What the exercise asks =>
Search the data for the string "devices" and copy each line where it turns up.

┄┄┄┄┄┄┄┄┄┄

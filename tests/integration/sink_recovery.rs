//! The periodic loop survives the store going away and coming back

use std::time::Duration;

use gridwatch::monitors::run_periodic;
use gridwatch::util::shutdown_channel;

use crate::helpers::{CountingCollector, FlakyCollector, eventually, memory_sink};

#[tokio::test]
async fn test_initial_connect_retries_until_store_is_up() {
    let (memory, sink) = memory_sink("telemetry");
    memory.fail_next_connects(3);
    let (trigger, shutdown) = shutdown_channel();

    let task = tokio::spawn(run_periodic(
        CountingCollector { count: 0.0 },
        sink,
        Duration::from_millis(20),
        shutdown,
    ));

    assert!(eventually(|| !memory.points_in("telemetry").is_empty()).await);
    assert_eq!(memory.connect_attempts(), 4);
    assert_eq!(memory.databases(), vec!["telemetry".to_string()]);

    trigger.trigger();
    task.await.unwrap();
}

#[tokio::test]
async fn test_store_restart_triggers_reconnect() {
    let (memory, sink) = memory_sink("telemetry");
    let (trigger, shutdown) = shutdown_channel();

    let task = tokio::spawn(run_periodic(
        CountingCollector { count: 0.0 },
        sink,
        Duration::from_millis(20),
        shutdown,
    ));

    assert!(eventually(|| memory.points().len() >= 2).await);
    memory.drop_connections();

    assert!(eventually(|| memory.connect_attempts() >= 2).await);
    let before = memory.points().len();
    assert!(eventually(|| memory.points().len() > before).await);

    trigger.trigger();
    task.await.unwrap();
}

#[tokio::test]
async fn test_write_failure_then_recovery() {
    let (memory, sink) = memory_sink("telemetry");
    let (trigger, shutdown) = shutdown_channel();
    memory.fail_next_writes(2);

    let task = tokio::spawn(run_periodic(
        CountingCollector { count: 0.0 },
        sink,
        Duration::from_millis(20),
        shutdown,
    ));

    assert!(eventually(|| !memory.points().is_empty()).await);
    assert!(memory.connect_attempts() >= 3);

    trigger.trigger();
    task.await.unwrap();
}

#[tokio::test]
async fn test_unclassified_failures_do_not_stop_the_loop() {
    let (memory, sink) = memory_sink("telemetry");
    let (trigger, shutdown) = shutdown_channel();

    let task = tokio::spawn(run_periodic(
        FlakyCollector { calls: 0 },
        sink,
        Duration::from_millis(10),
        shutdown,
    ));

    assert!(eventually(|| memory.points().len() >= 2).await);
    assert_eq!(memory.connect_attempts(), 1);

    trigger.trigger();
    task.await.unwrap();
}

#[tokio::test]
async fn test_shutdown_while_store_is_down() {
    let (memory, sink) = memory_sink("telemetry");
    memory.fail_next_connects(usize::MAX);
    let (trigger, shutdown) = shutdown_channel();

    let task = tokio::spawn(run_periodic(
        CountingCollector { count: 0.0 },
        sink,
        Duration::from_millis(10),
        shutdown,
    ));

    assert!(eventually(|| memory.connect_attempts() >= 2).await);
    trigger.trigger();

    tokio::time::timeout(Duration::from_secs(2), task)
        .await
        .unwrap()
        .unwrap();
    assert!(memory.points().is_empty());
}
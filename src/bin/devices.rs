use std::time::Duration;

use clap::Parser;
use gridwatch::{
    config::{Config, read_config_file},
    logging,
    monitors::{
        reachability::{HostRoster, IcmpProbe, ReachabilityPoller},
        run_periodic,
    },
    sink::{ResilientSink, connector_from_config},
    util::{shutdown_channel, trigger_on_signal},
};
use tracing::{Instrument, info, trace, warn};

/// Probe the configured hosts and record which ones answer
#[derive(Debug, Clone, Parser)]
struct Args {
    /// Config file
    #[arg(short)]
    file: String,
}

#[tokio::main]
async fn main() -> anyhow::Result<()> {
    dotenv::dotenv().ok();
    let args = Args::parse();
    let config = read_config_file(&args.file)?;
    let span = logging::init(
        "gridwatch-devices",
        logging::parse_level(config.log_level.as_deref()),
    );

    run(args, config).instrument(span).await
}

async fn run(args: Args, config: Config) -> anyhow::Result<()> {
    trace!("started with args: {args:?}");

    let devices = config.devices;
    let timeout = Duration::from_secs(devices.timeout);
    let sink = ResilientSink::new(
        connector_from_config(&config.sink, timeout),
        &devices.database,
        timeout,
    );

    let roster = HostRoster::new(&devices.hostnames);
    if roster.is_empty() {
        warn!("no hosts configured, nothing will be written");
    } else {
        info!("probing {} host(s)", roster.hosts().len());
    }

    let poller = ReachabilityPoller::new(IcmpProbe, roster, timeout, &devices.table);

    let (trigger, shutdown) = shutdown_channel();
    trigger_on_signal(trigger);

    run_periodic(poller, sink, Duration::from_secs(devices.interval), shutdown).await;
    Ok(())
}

┄┄┄┄┄┄┄┄┄┄

Task solution =>
filename src/bin/devices.rs
        "gridwatch-devices",
    let devices = config.devices;
    let timeout = Duration::from_secs(devices.timeout);
        &devices.database,
    let roster = HostRoster::new(&devices.hostnames);
    let poller = ReachabilityPoller::new(IcmpProbe, roster, timeout, &devices.table);
    run_periodic(poller, sink, Duration::from_secs(devices.interval), shutdown).await;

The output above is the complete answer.